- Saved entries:
-------------------------
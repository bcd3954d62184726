//! Partition calculation (spec §3 "Partition", §4.11): turns a record
//! type's `Partitioning` config entry plus the run's scaling factor into a
//! global cardinality, then splits `[0, cardinality)` into the contiguous
//! `[begin, end)` slice owned by one node.

use std::collections::BTreeMap;

use sdg_io::config::Partitioning;

use crate::error::EngineError;
use crate::interval::Interval;

/// The global cardinality of record type `name`, given every other type's
/// already-resolved cardinality (needed only for `Nested`).
pub fn cardinality_for(
    name: &str,
    partitioning: &BTreeMap<String, Partitioning>,
    scaling_factor: f64,
    resolved: &BTreeMap<String, u64>,
) -> Result<u64, EngineError> {
    let entry = partitioning.get(name).ok_or_else(|| {
        EngineError::InvariantViolation(format!("no partitioning entry for record type '{name}'"))
    })?;

    Ok(match entry {
        Partitioning::Fixed { cardinality } => *cardinality,
        Partitioning::Linear { base_cardinality } => {
            (scaling_factor * *base_cardinality as f64).round() as u64
        }
        Partitioning::Nested { parent_type, factor } => {
            let parent_cardinality = *resolved.get(parent_type).ok_or_else(|| {
                EngineError::InvariantViolation(format!(
                    "parent type '{parent_type}' not yet resolved for nested partitioning of '{name}'"
                ))
            })?;
            (parent_cardinality as f64 * factor).round() as u64
        }
    })
}

/// Resolves every type's cardinality in dependency order, so `Nested`
/// entries can be resolved regardless of the order they appear in the
/// config map. Errors on an unresolvable (cyclic or dangling-parent) entry.
pub fn resolve_all(
    partitioning: &BTreeMap<String, Partitioning>,
    scaling_factor: f64,
) -> Result<BTreeMap<String, u64>, EngineError> {
    let mut resolved: BTreeMap<String, u64> = BTreeMap::new();
    let mut remaining: Vec<String> = partitioning.keys().cloned().collect();

    while !remaining.is_empty() {
        let before = remaining.len();
        remaining.retain(|name| match cardinality_for(name, partitioning, scaling_factor, &resolved) {
            Ok(c) => {
                resolved.insert(name.clone(), c);
                false
            }
            Err(_) => true,
        });
        if remaining.len() == before {
            return Err(EngineError::InvariantViolation(format!(
                "unresolved or cyclic partitioning dependency among: {remaining:?}"
            )));
        }
    }

    Ok(resolved)
}

/// The `[begin, end)` slice of `cardinality` owned by `node_id` out of
/// `node_count` nodes. `Fixed` partitioning always lands entirely on node 0
/// regardless of `node_count` (spec.md §3); every other kind splits evenly,
/// with any remainder distributed one-per-node starting from node 0 so the
/// slices stay contiguous and every node still gets a maximally balanced
/// share.
pub fn node_range(
    name: &str,
    partitioning: &BTreeMap<String, Partitioning>,
    cardinality: u64,
    node_id: u32,
    node_count: u32,
) -> Interval {
    if matches!(partitioning.get(name), Some(Partitioning::Fixed { .. })) {
        return if node_id == 0 {
            Interval::full(cardinality)
        } else {
            Interval::empty()
        };
    }

    let node_count = node_count.max(1) as u64;
    let id = node_id as u64;
    let base = cardinality / node_count;
    let remainder = cardinality % node_count;
    let start = id * base + id.min(remainder);
    let extra = if id < remainder { 1 } else { 0 };
    Interval::new(start, start + base + extra)
}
-------------------------
- Description of the task:
Return each line of the data above that includes the word "every".

- Written answer:
/// The global cardinality of record type `name`, given every other type's
/// Resolves every type's cardinality in dependency order, so `Nested`
/// regardless of `node_count` (spec.md §3); every other kind splits evenly,
/// slices stay contiguous and every node still gets a maximally balanced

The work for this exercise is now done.